YOUR ASSIGNMENT – Whenever a line in the data contains "matches", show that line.
------------
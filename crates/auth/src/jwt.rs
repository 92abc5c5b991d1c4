//! HS256 token encode/verify.
//!
//! Signature handling is kept behind the [`JwtValidator`] trait so the API
//! middleware stays algorithm-agnostic. Claim times are checked by
//! [`crate::claims::validate_claims`], not by the JWT library, so the policy
//! is a single deterministic function.

use chrono::{DateTime, Utc};
use jsonwebtoken::{Algorithm, DecodingKey, EncodingKey, Header, Validation};
use thiserror::Error;

use crate::claims::{JwtClaims, TokenValidationError, validate_claims};

#[derive(Debug, Error)]
pub enum JwtError {
    #[error("token signature or format invalid: {0}")]
    Invalid(#[from] jsonwebtoken::errors::Error),

    #[error(transparent)]
    Claims(#[from] TokenValidationError),
}

/// Verify a bearer token and return its claims.
pub trait JwtValidator: Send + Sync {
    fn validate(&self, token: &str, now: DateTime<Utc>) -> Result<JwtClaims, JwtError>;
}

/// HS256 (shared secret) token codec.
pub struct Hs256Jwt {
    encoding: EncodingKey,
    decoding: DecodingKey,
}

impl Hs256Jwt {
    pub fn new(secret: &[u8]) -> Self {
        Self {
            encoding: EncodingKey::from_secret(secret),
            decoding: DecodingKey::from_secret(secret),
        }
    }

    /// Sign claims into a compact token.
    pub fn encode(&self, claims: &JwtClaims) -> Result<String, JwtError> {
        let token = jsonwebtoken::encode(&Header::new(Algorithm::HS256), claims, &self.encoding)?;
        Ok(token)
    }

    fn validation() -> Validation {
        let mut validation = Validation::new(Algorithm::HS256);
        // Time window lives in our claims (`issued_at`/`expires_at`) and is
        // enforced by `validate_claims`; the library's numeric `exp` claim is
        // not present.
        validation.validate_exp = false;
        validation.required_spec_claims.clear();
        validation
    }
}

impl JwtValidator for Hs256Jwt {
    fn validate(&self, token: &str, now: DateTime<Utc>) -> Result<JwtClaims, JwtError> {
        let data = jsonwebtoken::decode::<JwtClaims>(token, &self.decoding, &Self::validation())?;
        validate_claims(&data.claims, now)?;
        Ok(data.claims)
    }
}

#[cfg(test)]
mod tests {
    use chrono::Duration;

    use crate::{PrincipalId, Role};

    use super::*;

    fn sample_claims(now: DateTime<Utc>) -> JwtClaims {
        JwtClaims {
            sub: PrincipalId::new(),
            username: "matron".to_string(),
            roles: vec![Role::admin()],
            issued_at: now,
            expires_at: now + Duration::minutes(30),
        }
    }

    #[test]
    fn round_trip() {
        let now = Utc::now();
        let jwt = Hs256Jwt::new(b"test-secret");
        let claims = sample_claims(now);

        let token = jwt.encode(&claims).unwrap();
        let decoded = jwt.validate(&token, now + Duration::minutes(1)).unwrap();

        assert_eq!(decoded, claims);
    }

    #[test]
    fn wrong_secret_rejected() {
        let now = Utc::now();
        let token = Hs256Jwt::new(b"secret-a").encode(&sample_claims(now)).unwrap();

        let err = Hs256Jwt::new(b"secret-b").validate(&token, now).unwrap_err();
        assert!(matches!(err, JwtError::Invalid(_)));
    }

    #[test]
    fn expired_claims_rejected() {
        let now = Utc::now();
        let jwt = Hs256Jwt::new(b"test-secret");
        let token = jwt.encode(&sample_claims(now)).unwrap();

        let err = jwt.validate(&token, now + Duration::hours(1)).unwrap_err();
        assert!(matches!(
            err,
            JwtError::Claims(TokenValidationError::Expired)
        ));
    }
}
------------
RESULT OF THE EXERCISE –
        assert!(matches!(err, JwtError::Invalid(_)));
        assert!(matches!(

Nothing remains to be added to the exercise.